**Task to complete**
Among the lines below, a stretch begins at the one with "repository 95ae5563c110145d" and ends at the one with "queue; a single". Repeat that stretch exactly, ends included.

*** Material for this task ***

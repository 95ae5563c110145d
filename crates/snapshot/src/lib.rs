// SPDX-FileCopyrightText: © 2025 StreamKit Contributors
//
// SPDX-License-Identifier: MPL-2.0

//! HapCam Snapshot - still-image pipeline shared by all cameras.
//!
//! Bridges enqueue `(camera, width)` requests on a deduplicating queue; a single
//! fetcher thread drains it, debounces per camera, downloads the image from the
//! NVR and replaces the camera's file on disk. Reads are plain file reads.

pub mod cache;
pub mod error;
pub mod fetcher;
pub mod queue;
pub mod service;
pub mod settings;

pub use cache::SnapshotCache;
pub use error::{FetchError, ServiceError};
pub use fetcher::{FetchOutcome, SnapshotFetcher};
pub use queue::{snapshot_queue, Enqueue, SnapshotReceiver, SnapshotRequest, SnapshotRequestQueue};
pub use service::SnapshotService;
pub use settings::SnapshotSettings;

*** End of Material for this task ***
*** Material for this task ***

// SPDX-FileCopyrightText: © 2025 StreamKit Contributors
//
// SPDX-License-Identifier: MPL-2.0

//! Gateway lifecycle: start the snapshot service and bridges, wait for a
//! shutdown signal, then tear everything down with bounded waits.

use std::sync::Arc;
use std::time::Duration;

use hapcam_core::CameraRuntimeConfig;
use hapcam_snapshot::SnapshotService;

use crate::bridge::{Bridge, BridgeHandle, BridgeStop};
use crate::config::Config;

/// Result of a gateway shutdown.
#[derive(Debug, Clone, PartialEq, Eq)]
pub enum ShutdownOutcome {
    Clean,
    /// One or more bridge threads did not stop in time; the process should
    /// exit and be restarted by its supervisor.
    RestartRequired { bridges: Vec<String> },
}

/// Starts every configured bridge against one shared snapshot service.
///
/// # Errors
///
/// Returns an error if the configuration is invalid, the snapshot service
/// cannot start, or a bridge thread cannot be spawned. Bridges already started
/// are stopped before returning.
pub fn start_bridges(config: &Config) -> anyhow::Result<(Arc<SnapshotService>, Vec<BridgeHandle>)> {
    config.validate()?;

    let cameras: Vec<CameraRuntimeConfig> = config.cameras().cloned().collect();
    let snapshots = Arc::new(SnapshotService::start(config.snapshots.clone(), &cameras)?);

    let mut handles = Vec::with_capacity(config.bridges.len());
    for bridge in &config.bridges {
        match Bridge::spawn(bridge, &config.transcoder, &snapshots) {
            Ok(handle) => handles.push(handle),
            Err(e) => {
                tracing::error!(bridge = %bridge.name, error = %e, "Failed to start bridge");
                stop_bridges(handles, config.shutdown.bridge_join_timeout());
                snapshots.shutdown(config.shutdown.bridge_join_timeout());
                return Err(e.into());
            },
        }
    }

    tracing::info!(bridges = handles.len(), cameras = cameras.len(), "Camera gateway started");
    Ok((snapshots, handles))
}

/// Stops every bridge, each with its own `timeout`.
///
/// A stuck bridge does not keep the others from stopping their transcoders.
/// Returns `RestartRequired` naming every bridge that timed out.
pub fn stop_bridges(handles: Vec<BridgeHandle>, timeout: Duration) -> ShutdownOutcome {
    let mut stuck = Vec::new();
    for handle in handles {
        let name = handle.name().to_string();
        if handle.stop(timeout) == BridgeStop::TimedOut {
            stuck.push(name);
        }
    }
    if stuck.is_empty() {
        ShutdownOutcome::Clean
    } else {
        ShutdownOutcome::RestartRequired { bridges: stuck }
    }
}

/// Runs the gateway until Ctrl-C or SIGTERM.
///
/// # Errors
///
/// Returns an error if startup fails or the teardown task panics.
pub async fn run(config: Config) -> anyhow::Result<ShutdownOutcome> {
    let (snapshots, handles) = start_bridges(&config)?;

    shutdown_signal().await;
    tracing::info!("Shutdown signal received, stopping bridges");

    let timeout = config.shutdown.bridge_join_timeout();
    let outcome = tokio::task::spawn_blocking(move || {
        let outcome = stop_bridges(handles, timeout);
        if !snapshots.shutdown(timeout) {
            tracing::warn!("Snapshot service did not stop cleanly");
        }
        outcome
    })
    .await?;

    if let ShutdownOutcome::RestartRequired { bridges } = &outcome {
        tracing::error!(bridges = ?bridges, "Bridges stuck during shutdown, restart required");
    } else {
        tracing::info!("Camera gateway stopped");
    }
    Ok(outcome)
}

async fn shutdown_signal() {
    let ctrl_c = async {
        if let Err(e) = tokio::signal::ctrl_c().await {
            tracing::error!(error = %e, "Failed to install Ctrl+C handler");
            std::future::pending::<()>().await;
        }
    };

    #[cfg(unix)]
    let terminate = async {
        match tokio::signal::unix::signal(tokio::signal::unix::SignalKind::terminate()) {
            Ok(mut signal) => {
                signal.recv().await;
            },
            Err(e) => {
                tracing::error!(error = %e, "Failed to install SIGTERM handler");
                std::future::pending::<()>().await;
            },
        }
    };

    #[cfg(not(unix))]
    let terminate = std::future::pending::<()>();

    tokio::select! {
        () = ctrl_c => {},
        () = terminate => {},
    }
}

*** End of Material for this task ***

**Answer area**
repository 95ae5563c110145d
filename crates/snapshot/src/lib.rs
// SPDX-FileCopyrightText: © 2025 StreamKit Contributors
//
// SPDX-License-Identifier: MPL-2.0

//! HapCam Snapshot - still-image pipeline shared by all cameras.
//!
//! Bridges enqueue `(camera, width)` requests on a deduplicating queue; a single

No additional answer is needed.